EXERCISE OBJECTIVE:
All lines with the word "enum" must be pulled from the entries below.

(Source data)
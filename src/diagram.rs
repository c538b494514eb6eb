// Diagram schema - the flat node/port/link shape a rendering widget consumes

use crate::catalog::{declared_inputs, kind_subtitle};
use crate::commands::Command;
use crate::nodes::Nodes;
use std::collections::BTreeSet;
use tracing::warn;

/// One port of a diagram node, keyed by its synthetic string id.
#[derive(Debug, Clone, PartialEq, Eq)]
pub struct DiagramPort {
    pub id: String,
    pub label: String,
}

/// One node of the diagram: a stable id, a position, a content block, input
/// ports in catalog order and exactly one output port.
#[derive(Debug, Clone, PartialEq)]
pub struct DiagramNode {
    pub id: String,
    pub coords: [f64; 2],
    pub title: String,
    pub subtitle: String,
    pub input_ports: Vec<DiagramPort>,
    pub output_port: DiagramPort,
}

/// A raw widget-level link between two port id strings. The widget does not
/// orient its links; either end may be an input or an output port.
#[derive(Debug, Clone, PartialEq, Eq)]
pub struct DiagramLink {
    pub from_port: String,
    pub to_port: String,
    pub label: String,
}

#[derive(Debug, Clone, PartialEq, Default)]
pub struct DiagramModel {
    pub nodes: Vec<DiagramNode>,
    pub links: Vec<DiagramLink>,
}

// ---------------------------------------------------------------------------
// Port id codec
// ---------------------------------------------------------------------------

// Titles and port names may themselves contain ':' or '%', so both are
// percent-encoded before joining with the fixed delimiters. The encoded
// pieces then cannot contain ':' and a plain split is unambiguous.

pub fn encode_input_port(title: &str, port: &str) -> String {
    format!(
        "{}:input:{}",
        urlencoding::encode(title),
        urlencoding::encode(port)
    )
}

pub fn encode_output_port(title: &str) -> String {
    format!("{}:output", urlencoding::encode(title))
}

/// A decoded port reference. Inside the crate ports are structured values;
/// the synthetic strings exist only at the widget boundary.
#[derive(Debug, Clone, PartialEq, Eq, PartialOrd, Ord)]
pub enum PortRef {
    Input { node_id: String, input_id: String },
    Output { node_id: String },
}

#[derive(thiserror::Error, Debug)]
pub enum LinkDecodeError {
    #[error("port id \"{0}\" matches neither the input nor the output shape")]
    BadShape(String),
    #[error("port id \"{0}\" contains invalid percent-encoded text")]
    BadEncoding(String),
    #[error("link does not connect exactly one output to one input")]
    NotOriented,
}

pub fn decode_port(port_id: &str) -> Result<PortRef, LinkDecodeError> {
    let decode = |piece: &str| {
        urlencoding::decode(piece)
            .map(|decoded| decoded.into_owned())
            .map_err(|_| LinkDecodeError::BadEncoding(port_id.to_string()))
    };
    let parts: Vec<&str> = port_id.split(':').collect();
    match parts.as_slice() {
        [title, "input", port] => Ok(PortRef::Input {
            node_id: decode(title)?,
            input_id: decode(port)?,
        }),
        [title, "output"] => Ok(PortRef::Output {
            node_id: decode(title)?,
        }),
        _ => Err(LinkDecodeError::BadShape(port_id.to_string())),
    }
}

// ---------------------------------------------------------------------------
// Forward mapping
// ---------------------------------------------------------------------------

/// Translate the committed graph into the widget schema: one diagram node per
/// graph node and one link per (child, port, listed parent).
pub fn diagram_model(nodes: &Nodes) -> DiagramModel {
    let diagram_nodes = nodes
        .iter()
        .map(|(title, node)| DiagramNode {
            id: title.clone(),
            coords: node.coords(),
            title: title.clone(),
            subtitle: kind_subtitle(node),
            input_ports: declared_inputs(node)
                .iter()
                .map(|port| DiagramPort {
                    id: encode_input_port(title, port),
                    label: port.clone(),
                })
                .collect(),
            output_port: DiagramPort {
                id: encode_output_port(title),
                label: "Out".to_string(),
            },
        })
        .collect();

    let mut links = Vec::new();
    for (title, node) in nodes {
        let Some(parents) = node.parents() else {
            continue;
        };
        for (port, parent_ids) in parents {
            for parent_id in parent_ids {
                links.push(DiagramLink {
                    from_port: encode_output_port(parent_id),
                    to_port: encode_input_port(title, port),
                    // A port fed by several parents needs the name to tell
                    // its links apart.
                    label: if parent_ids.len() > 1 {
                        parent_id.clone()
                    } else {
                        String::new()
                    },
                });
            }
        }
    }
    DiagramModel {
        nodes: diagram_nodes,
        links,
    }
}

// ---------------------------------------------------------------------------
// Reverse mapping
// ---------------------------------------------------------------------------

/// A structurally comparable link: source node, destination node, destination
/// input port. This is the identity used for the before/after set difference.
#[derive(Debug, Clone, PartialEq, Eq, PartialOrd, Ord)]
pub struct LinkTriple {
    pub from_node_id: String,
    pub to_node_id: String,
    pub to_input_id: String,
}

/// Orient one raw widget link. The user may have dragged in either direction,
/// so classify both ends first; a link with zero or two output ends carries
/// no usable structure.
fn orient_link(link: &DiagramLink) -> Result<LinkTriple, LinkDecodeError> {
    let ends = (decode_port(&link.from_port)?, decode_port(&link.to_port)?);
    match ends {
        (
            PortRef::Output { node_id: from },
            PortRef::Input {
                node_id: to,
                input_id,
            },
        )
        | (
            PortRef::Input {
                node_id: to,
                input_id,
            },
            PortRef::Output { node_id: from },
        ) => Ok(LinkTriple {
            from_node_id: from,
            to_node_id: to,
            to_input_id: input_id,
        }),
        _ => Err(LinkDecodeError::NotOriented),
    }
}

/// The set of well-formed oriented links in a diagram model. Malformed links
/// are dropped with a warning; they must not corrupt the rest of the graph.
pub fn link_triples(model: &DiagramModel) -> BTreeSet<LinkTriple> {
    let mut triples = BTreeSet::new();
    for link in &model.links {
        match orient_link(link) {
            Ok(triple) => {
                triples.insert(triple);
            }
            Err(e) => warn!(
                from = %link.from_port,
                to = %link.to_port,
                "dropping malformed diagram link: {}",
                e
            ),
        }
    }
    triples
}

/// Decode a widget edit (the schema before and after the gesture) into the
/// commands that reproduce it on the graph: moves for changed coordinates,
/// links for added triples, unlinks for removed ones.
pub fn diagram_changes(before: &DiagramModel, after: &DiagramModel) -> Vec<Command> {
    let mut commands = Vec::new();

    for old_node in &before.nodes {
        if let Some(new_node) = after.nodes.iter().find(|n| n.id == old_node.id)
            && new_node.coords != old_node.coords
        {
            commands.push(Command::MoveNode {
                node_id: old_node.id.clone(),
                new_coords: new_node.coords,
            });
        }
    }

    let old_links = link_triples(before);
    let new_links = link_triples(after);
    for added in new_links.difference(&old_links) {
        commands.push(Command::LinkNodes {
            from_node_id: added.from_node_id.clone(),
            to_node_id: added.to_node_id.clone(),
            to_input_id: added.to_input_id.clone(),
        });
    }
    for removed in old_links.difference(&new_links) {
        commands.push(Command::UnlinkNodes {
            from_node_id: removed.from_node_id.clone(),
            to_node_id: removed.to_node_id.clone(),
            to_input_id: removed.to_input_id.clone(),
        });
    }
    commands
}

SOLUTION TO THIS EXERCISE:
pub enum PortRef {
pub enum LinkDecodeError {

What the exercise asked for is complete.